Microsoft has dismantled a sophisticated malware operation that secretly embedded malicious code within 119 seemingly legitimate browser extensions on the official Edge Add-ons store. The campaign, identified by Microsoft as StegoAd, operated for two years and resulted in approximately 2.6 million installations.
The operation's core innovation was its evasion technique. StegoAd used steganography to hide its malicious payloads inside image files, making the extensions appear benign during both automated scans and human reviews. This clever method allowed it to present a clean code profile, effectively bypassing the store's security checks and maintaining a persistent, low-profile presence.
Once installed, the extensions deployed a dual-pronged criminal strategy. They simultaneously conducted credential theft, harvesting user login information, and operated a large-scale ad fraud scheme. This coordinated approach from a single point of infection highlights a calculated, profit-driven campaign.

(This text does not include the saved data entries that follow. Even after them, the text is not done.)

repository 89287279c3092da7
use bytes::Bytes;
use hyper::Request;

use crate::AppState;
use crate::auth::AuthContext;
use crate::database::filter::Filter;
use crate::database::models::Manufacture;
use crate::handlers::http::crud;
use crate::handlers::http::routes::Reply;
use crate::handlers::http::utils::{id_values, path_id, query, text_values};

/// `manufacture` ids and `name` substrings, ORed.
pub async fn handle_list(req: Request<Bytes>, state: AppState, _ctx: AuthContext) -> Reply {
    let pairs = query(&req);
    let filter = Filter::any()
        .eq_each("manufactureId", id_values(&pairs, "manufacture")?)
        .like_each("manufactureName", text_values(&pairs, "name"));
    crud::list_filtered::<Manufacture>(&state, req.uri().path(), &pairs, filter).await
}

pub async fn handle_get(req: Request<Bytes>, state: AppState, _ctx: AuthContext) -> Reply {
    let id = path_id(&req, "id")?;
    crud::get_one::<Manufacture>(&state, id).await
}

pub async fn handle_update(req: Request<Bytes>, state: AppState, _ctx: AuthContext) -> Reply {
    let id = path_id(&req, "id")?;
    crud::update_one::<Manufacture>(&state, id, req.body()).await
}

pub async fn handle_delete(req: Request<Bytes>, state: AppState, _ctx: AuthContext) -> Reply {
    let id = path_id(&req, "id")?;
    crud::delete_one::<Manufacture>(&state, id).await
}

pub async fn handle_insert(req: Request<Bytes>, state: AppState, _ctx: AuthContext) -> Reply {
    crud::insert_one::<Manufacture>(&state, req.body()).await
}
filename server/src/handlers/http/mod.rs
pub mod category;
pub mod container;
pub mod crud;
pub mod error;
pub mod gear;
pub mod health;
pub mod login;
pub mod manufacture;
pub mod routes;
pub mod top_category;
pub mod usergear;
pub mod users;
pub mod utils;

pub use error::ApiError;
pub use routes::{Router, build_api_router};
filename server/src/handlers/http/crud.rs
//! Generic handler bodies shared by every entity.

use hyper::StatusCode;
use tracing::info;

use shared::types::{PageRequest, ResponsePayload, StatusResponse};

use crate::AppState;
use crate::database::descriptor::{Record, Writable};
use crate::database::filter::{Filter, list_page};
use crate::database::mapper::{
    decode_payload, delete_by_id, fetch_by_id, insert_record, update_record,
};
use crate::handlers::http::routes::Reply;
use crate::handlers::http::utils::deliver_serialized_json;

pub async fn get_one<R: Record>(state: &AppState, id: i64) -> Reply {
    let mut conn = state.db.acquire().await?;
    let record = fetch_by_id::<R>(&mut conn, id).await?;
    Ok(deliver_serialized_json(&record, StatusCode::OK)?)
}

/// Insert the JSON `body` and answer with the stored row.
pub async fn insert_one<R: Writable>(state: &AppState, body: &[u8]) -> Reply {
    let record = decode_payload::<R>(body)?;
    insert_stored(state, &record).await
}

pub async fn insert_stored<R: Writable>(state: &AppState, record: &R) -> Reply {
    let mut conn = state.db.acquire().await?;
    let created = insert_record(&mut conn, record).await?;
    info!(table = R::TABLE, id = ?created.id(), "Inserted record");
    Ok(deliver_serialized_json(&created, StatusCode::OK)?)
}

/// Update row `id` from the JSON `body`. The path id wins over any id in
/// the body.
pub async fn update_one<R: Writable>(state: &AppState, id: i64, body: &[u8]) -> Reply {
    let mut record = decode_payload::<R>(body)?;
    record.set_id(id);
    update_stored(state, &record).await
}

pub async fn update_stored<R: Writable>(state: &AppState, record: &R) -> Reply {
    let mut conn = state.db.acquire().await?;
    update_record(&mut conn, record).await?;
    info!(table = R::TABLE, id = ?record.id(), "Updated record");
    Ok(deliver_serialized_json(
        &StatusResponse::success(),
        StatusCode::OK,
    )?)
}

/// Delete row `id` and answer with the row as it was.
pub async fn delete_one<R: Writable>(state: &AppState, id: i64) -> Reply {
    let mut conn = state.db.acquire().await?;
    let deleted = delete_by_id::<R>(&mut conn, id).await?;
    info!(table = R::TABLE, id, "Deleted record");
    Ok(deliver_serialized_json(&deleted, StatusCode::OK)?)
}

/// One page of `R` matching `filter`, wrapped in the pagination envelope.
/// `path` and `query` come from the request and feed the page links.
pub async fn list_filtered<R: Record>(
    state: &AppState,
    path: &str,
    query: &[(String, String)],
    filter: Filter,
) -> Reply {
    let page = PageRequest::from_query(query)?;

    let mut conn = state.db.acquire().await?;
    let (total, items) = list_page::<R>(&mut conn, &filter, page).await?;

    let payload = ResponsePayload::build(items, total, page, path, query);
    Ok(deliver_serialized_json(&payload, StatusCode::OK)?)
}
use bytes::Bytes;
use hyper::{Request, StatusCode};

use crate::AppState;
use crate::auth::AuthContext;
use crate::database::filter::Filter;
use crate::database::models::{UserGear, UserGearLink};
use crate::database::usergear::delete_registration_cascade;
use crate::handlers::http::crud;
use crate::handlers::http::routes::Reply;
use crate::handlers::http::utils::{deliver_serialized_json, id_values, path_id, query};

/// Registrations of `:user`, narrowed by `topCategory`, `category` and
/// `manufacturer` (each ORed within itself).
pub async fn handle_list(req: Request<Bytes>, state: AppState, _ctx: AuthContext) -> Reply {
    let user_id = path_id(&req, "user")?;
    let pairs = query(&req);

    let filter = Filter::all()
        .eq("user_gear_registrations.userId", user_id)
        .group(Filter::any().eq_each("gear.gearTopCategoryId", id_values(&pairs, "topCategory")?))
        .group(Filter::any().eq_each("gear.gearCategoryId", id_values(&pairs, "category")?))
        .group(Filter::any().eq_each(
            "gear.gearManufactureId",
            id_values(&pairs, "manufacturer")?,
        ));

    crud::list_filtered::<UserGear>(&state, req.uri().path(), &pairs, filter).await
}

pub async fn handle_get(req: Request<Bytes>, state: AppState, _ctx: AuthContext) -> Reply {
    let id = path_id(&req, "id")?;
    crud::get_one::<UserGear>(&state, id).await
}

pub async fn handle_update(req: Request<Bytes>, state: AppState, _ctx: AuthContext) -> Reply {
    let id = path_id(&req, "id")?;
    crud::update_one::<UserGearLink>(&state, id, req.body()).await
}

/// Also unpacks the registration from any container, and empties it if it
/// is a container itself.
pub async fn handle_delete(req: Request<Bytes>, state: AppState, _ctx: AuthContext) -> Reply {
    let id = path_id(&req, "id")?;
    let deleted = delete_registration_cascade(&state.db, id).await?;
    Ok(deliver_serialized_json(&deleted, StatusCode::OK)?)
}

pub async fn handle_insert(req: Request<Bytes>, state: AppState, _ctx: AuthContext) -> Reply {
    crud::insert_one::<UserGearLink>(&state, req.body()).await
}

The incident critically challenges assumptions about the security of "walled garden" platforms like browser extension stores. It demonstrates that adversaries who meticulously analyze and circumvent review processes can exploit these curated environments. The breach underscores that extensions from official sources cannot be automatically trusted.
In response, security administrators must treat browser extensions with the same governance rigor as other third-party software. Recommended actions include enforcing strict permission controls, maintaining approved allowlists, and monitoring network traffic for suspicious activity from browser plugins. The StegoAd campaign proves that without such measures, even vetted extensions can serve as a vector for prolonged threats.

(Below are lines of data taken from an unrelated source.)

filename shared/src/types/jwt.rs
use serde::{Deserialize, Serialize};

/// Claims embedded in every service token.
///
/// Tokens are stateless: nothing is stored server-side, so a token stays
/// usable until `exp` even if the user record changes. Privileges are
/// re-evaluated on `/auth/refresh`.
#[derive(Debug, Clone, Serialize, Deserialize, PartialEq)]
pub struct JwtClaims {
    /// Numeric user id as a string, or the e-mail address when the user
    /// has no id yet.
    pub sub: String,

    #[serde(default, skip_serializing_if = "Option::is_none")]
    pub iss: Option<String>,

    /// Absent when no audience is configured.
    #[serde(default, skip_serializing_if = "Option::is_none")]
    pub aud: Option<Audience>,

    /// Issued-at (Unix timestamp, seconds).
    pub iat: i64,

    /// Expiry (Unix timestamp, seconds).
    pub exp: i64,

    #[serde(default, skip_serializing_if = "Option::is_none")]
    pub nbf: Option<i64>,
}

/// The `aud` claim may be a single string or a list of strings.
#[derive(Debug, Clone, Serialize, Deserialize, PartialEq)]
#[serde(untagged)]
pub enum Audience {
    One(String),
    Many(Vec<String>),
}

impl Audience {
    pub fn single(aud: impl Into<String>) -> Self {
        Audience::Many(vec![aud.into()])
    }

    pub fn iter(&self) -> impl Iterator<Item = &str> {
        let values: &[String] = match self {
            Audience::One(aud) => std::slice::from_ref(aud),
            Audience::Many(auds) => auds,
        };
        values.iter().map(|s| s.as_str())
    }

    pub fn contains(&self, aud: &str) -> bool {
        self.iter().any(|a| a.trim() == aud)
    }
}

impl JwtClaims {
    pub fn audiences(&self) -> Vec<&str> {
        self.aud
            .as_ref()
            .map(|a| a.iter().collect())
            .unwrap_or_default()
    }
}
pub mod json_response;
pub mod request;

// Re-export commonly used utilities
pub use json_response::*;
pub use request::*;
use std::collections::BTreeSet;

use sqlx::SqliteConnection;
use tracing::{debug, info, warn};

use super::descriptor::Record;
use super::error::{DbError, DbResult};
use super::mapper::{delete_by_id, fetch_by_id, list_by_field};
use super::models::{User, UserContainer, UserGearLink};
use super::pool::Database;

/// Identity of a user authenticated by an external provider.
#[derive(Debug, Clone, PartialEq, Eq)]
pub struct ExternalProfile {
    pub email: String,
    pub name: String,
}

pub async fn find_by_id(conn: &mut SqliteConnection, user_id: i64) -> DbResult<Option<User>> {
    match fetch_by_id::<User>(conn, user_id).await {
        Ok(user) => Ok(Some(user)),
        Err(err) if err.is_not_found() => Ok(None),
        Err(err) => Err(err),
    }
}

pub async fn find_by_email(conn: &mut SqliteConnection, email: &str) -> DbResult<Option<User>> {
    let users = list_by_field::<User>(conn, "userEmail", email).await?;
    Ok(users.into_iter().next())
}

/// Resolve a token subject: a numeric user id first, then an e-mail address.
pub async fn resolve_subject(conn: &mut SqliteConnection, subject: &str) -> DbResult<User> {
    let subject = subject.trim();

    if let Ok(id) = subject.parse::<i64>() {
        if let Some(user) = find_by_id(conn, id).await? {
            return Ok(user);
        }
    }

    find_by_email(conn, subject)
        .await?
        .ok_or_else(|| DbError::not_found(User::TABLE, subject))
}

/// How many usernames to try for a new external account before giving up.
const USERNAME_ATTEMPTS: u32 = 5;

/// Find the user registered under `profile.email`, creating an external
/// account on first sight.
///
/// Two first logins for the same address can race. The loser of the race
/// hits the unique index on `userEmail` and re-reads the winner's row. The
/// username is the e-mail address, suffixed with `-2`, `-3`, ... when another
/// account already holds it.
pub async fn ensure_external_user(
    conn: &mut SqliteConnection,
    profile: &ExternalProfile,
) -> DbResult<User> {
    if let Some(user) = find_by_email(conn, &profile.email).await? {
        return Ok(user);
    }

    for attempt in 0..USERNAME_ATTEMPTS {
        let username = external_username(&profile.email, attempt);
        match insert_external(conn, profile, &username).await {
            Ok(user) => {
                info!(user_id = ?user.user_id, email = %profile.email, "Created external user");
                return Ok(user);
            }
            Err(err) if err.is_unique_violation() => {
                if let Some(user) = find_by_email(conn, &profile.email).await? {
                    info!(email = %profile.email, "External user created concurrently, reusing row");
                    return Ok(user);
                }
                debug!(username = %username, "Username taken, trying the next one");
            }
            Err(err) => {
                warn!(email = %profile.email, error = %err, "Failed to create external user");
                return Err(err);
            }
        }
    }

    warn!(email = %profile.email, "No free username for external user");
    Err(DbError::UniqueViolation(format!(
        "{}.userUsername",
        User::TABLE
    )))
}

fn external_username(email: &str, attempt: u32) -> String {
    match attempt {
        0 => email.to_string(),
        n => format!("{}-{}", email, n + 1),
    }
}

async fn insert_external(
    conn: &mut SqliteConnection,
    profile: &ExternalProfile,
    username: &str,
) -> DbResult<User> {
    let result = sqlx::query(
        "INSERT INTO users (userUsername, userPassword, userName, userEmail, userIsAdmin, userIsExternal)
         VALUES (?, '', ?, ?, 0, 1)",
    )
    .bind(username)
    .bind(&profile.name)
    .bind(&profile.email)
    .execute(&mut *conn)
    .await?;

    fetch_by_id::<User>(conn, result.last_insert_rowid()).await
}

/// Store an already-hashed password.
pub async fn set_password(
    conn: &mut SqliteConnection,
    user_id: i64,
    password_hash: &str,
) -> DbResult<()> {
    let result = sqlx::query("UPDATE users SET userPassword = ? WHERE userId = ?")
        .bind(password_hash)
        .bind(user_id)
        .execute(&mut *conn)
        .await?;

    if result.rows_affected() == 0 {
        return Err(DbError::not_found(User::TABLE, user_id));
    }
    Ok(())
}

/// Remove every container link that references `registration_id`, either as
/// the container or as the packed item. A link naming the registration on
/// both sides is removed once.
pub(crate) async fn unlink_registration(
    conn: &mut SqliteConnection,
    registration_id: i64,
) -> DbResult<()> {
    let mut links =
        list_by_field::<UserContainer>(conn, "userGearRegistrationId", registration_id).await?;
    links.extend(list_by_field::<UserContainer>(conn, "userContainerId", registration_id).await?);

    let ids: BTreeSet<i64> = links
        .iter()
        .filter_map(|link| link.container_registration_id)
        .collect();
    for id in ids {
        delete_by_id::<UserContainer>(conn, id).await?;
    }
    Ok(())
}

/// Delete a user together with their registrations and container links.
///
/// Runs in one transaction: either everything goes or nothing does.
pub async fn delete_user_cascade(db: &Database, user_id: i64) -> DbResult<User> {
    let mut tx = db.begin().await?;

    match cascade(&mut *tx, user_id).await {
        Ok(user) => {
            tx.commit().await?;
            info!(user_id, "Deleted user and registrations");
            Ok(user)
        }
        Err(err) => {
            warn!(user_id, error = %err, "User delete failed, rolling back");
            if let Err(rollback) = tx.rollback().await {
                warn!(user_id, error = %rollback, "Rollback failed");
            }
            Err(err)
        }
    }
}

async fn cascade(conn: &mut SqliteConnection, user_id: i64) -> DbResult<User> {
    let user = fetch_by_id::<User>(conn, user_id).await?;

    let registrations = list_by_field::<UserGearLink>(conn, "userId", user_id).await?;
    // Links first so no registration is deleted while another still points
    // at it.
    for registration in &registrations {
        if let Some(id) = registration.usergear_registration_id {
            unlink_registration(conn, id).await?;
        }
    }
    for registration in &registrations {
        if let Some(id) = registration.usergear_registration_id {
            delete_by_id::<UserGearLink>(conn, id).await?;
        }
    }

    delete_by_id::<User>(conn, user_id).await?;
    Ok(user)
}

Microsoft 成功瓦解一項精密的惡意軟件行動,該行動在官方 Edge 擴充功能商店中,秘密將惡意代碼嵌入 119 個看似合法的瀏覽器擴充功能內。這個被 Microsoft 識別為 StegoAd 的攻擊活動運作長達兩年,導致約 260 萬次安裝。
該行動的核心創新在於其規避技術。StegoAd 使用隱藏術將惡意載荷隱藏於圖像文件內,使這些擴充功能在自動化掃描和人工審查期間均呈現無害狀態。這種聰明的方法使其能展示出潔淨的代碼概覽,有效繞過商店的安全檢查,並維持持久且低調的運作。

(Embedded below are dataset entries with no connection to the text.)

//! One error type for every handler, mapped to a status and an
//! `{"error": "..."}` body.

use hyper::StatusCode;
use thiserror::Error;
use tracing::{error, warn};

use shared::types::PaginationError;

use super::utils::json_response::{JsonResponse, deliver_error_json, fallback_error};
use crate::auth::AuthError;
use crate::database::DbError;

#[derive(Debug, Error)]
pub enum ApiError {
    #[error("{0}")]
    BadRequest(String),

    #[error(transparent)]
    Auth(#[from] AuthError),

    #[error("{0}")]
    Forbidden(String),

    #[error(transparent)]
    Db(#[from] DbError),

    #[error(transparent)]
    Pagination(#[from] PaginationError),

    #[error(transparent)]
    Internal(#[from] anyhow::Error),
}

impl ApiError {
    pub fn bad_request(message: impl Into<String>) -> Self {
        ApiError::BadRequest(message.into())
    }

    pub fn forbidden() -> Self {
        ApiError::Forbidden("Insufficient privileges".to_string())
    }

    pub fn status(&self) -> StatusCode {
        match self {
            ApiError::BadRequest(_) | ApiError::Pagination(_) => StatusCode::BAD_REQUEST,
            ApiError::Forbidden(_) => StatusCode::FORBIDDEN,
            ApiError::Internal(_) => StatusCode::INTERNAL_SERVER_ERROR,
            ApiError::Auth(err) => match err {
                AuthError::Configuration(_) => StatusCode::INTERNAL_SERVER_ERROR,
                AuthError::MissingCredentials
                | AuthError::MissingEmail
                | AuthError::Exchange(_)
                | AuthError::MissingIdToken => StatusCode::BAD_REQUEST,
                AuthError::Upstream(_) => StatusCode::BAD_GATEWAY,
                _ => StatusCode::UNAUTHORIZED,
            },
            ApiError::Db(err) => match err {
                DbError::NotFound { .. } => StatusCode::NOT_FOUND,
                DbError::InvalidField { .. } | DbError::Validation(_) => StatusCode::BAD_REQUEST,
                DbError::UniqueViolation(_) | DbError::ForeignKeyViolation(_) => {
                    StatusCode::CONFLICT
                }
                DbError::Type(_) | DbError::Query(_) | DbError::Connection(_) => {
                    StatusCode::INTERNAL_SERVER_ERROR
                }
            },
        }
    }

    /// Text sent to the client. Internal failures are reported generically;
    /// their detail only goes to the log.
    pub fn message(&self) -> String {
        match self {
            ApiError::Internal(_) => "internal server error".to_string(),
            ApiError::Auth(AuthError::Upstream(_)) => "unable to reach Google".to_string(),
            ApiError::Db(DbError::Type(_) | DbError::Query(_) | DbError::Connection(_)) => {
                "database error".to_string()
            }
            other => other.to_string(),
        }
    }

    pub fn into_response(self) -> JsonResponse {
        let status = self.status();
        if status.is_server_error() {
            error!(status = status.as_u16(), error = ?self, "Request failed");
        } else {
            warn!(status = status.as_u16(), error = %self, "Request rejected");
        }

        deliver_error_json(&self.message(), status).unwrap_or_else(|_| fallback_error())
    }
}
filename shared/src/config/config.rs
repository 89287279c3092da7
use std::fs;
use tracing::{debug, error, info, warn};

use crate::types::server_config::{AppConfig, ConfigError};

const KNOWN_LOG_LEVELS: [&str; 5] = ["debug", "info", "warning", "warn", "error"];

pub fn load_config(path: &str) -> Result<AppConfig, ConfigError> {
    info!("Loading configuration from: {}", path);

    let contents = fs::read_to_string(path)?;
    debug!("Processing file: {}", path);

    if contents.trim().is_empty() {
        error!("Configuration file is empty");
        return Err(ConfigError::InvalidConfig("empty file".into()));
    }

    let config: AppConfig = toml::from_str(&contents)?;

    info!("Configuration loaded successfully");

    validate_config(&config)?;

    info!("Config validated");

    Ok(config)
}

pub fn validate_config(config: &AppConfig) -> Result<(), ConfigError> {
    if config.database.file.trim().is_empty() {
        return Err(ConfigError::InvalidConfig(
            "database.file cannot be empty".into(),
        ));
    }

    if config.database.max_connections == 0 {
        return Err(ConfigError::InvalidConfig(
            "database.max_connections must be greater than 0".into(),
        ));
    }

    let level = config.server.log_level.trim().to_ascii_lowercase();
    if !KNOWN_LOG_LEVELS.contains(&level.as_str()) {
        return Err(ConfigError::InvalidConfig(format!(
            "unknown log_level '{}'",
            config.server.log_level
        )));
    }

    // A missing secret only disables token operations; the rest of the
    // service (health, startup) keeps working.
    if config.auth.resolved_jwt_secret().is_none() {
        warn!("JWT secret is empty; authentication will fail until configured");
    }

    if !config.auth.google_configured() {
        warn!(
            client_id_set = !config.auth.google_client_id.trim().is_empty(),
            redirect_url = %config.auth.google_redirect_url,
            "Google OAuth configuration incomplete"
        );
    }

    Ok(())
}
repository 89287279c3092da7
pub mod http;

一旦安裝成功,這些擴充功能便部署雙重犯罪策略。它們同時進行憑證竊取,收割用戶登入資訊,並營運大規模的廣告詐騙計劃。這種來自單一感染點的協同作戰,突顯了這是一場精心策劃、以牟利為目標的攻擊活動。
是次事件嚴重挑戰了關於「圍牆花園」平台(如瀏覽器擴充功能商店)安全性的假設。它證明了能夠細心分析及規避審查流程的攻擊者,可利用這些經過策劃的環境。此次安全漏洞亦強調,來自官方來源的擴充功能並不能自動被信任。
因此,安全管理員必須以與其他第三方軟件同等的嚴謹治理態度對待瀏覽器擴充功能。建議的行動包括強制實施嚴格的權限控制、維護核准的白名單,以及監控瀏覽器插件的可疑網絡流量。StegoAd 攻擊活動證明了若缺乏這些措施,即使是經過審查的擴充功能也可能成為長期威脅的載體。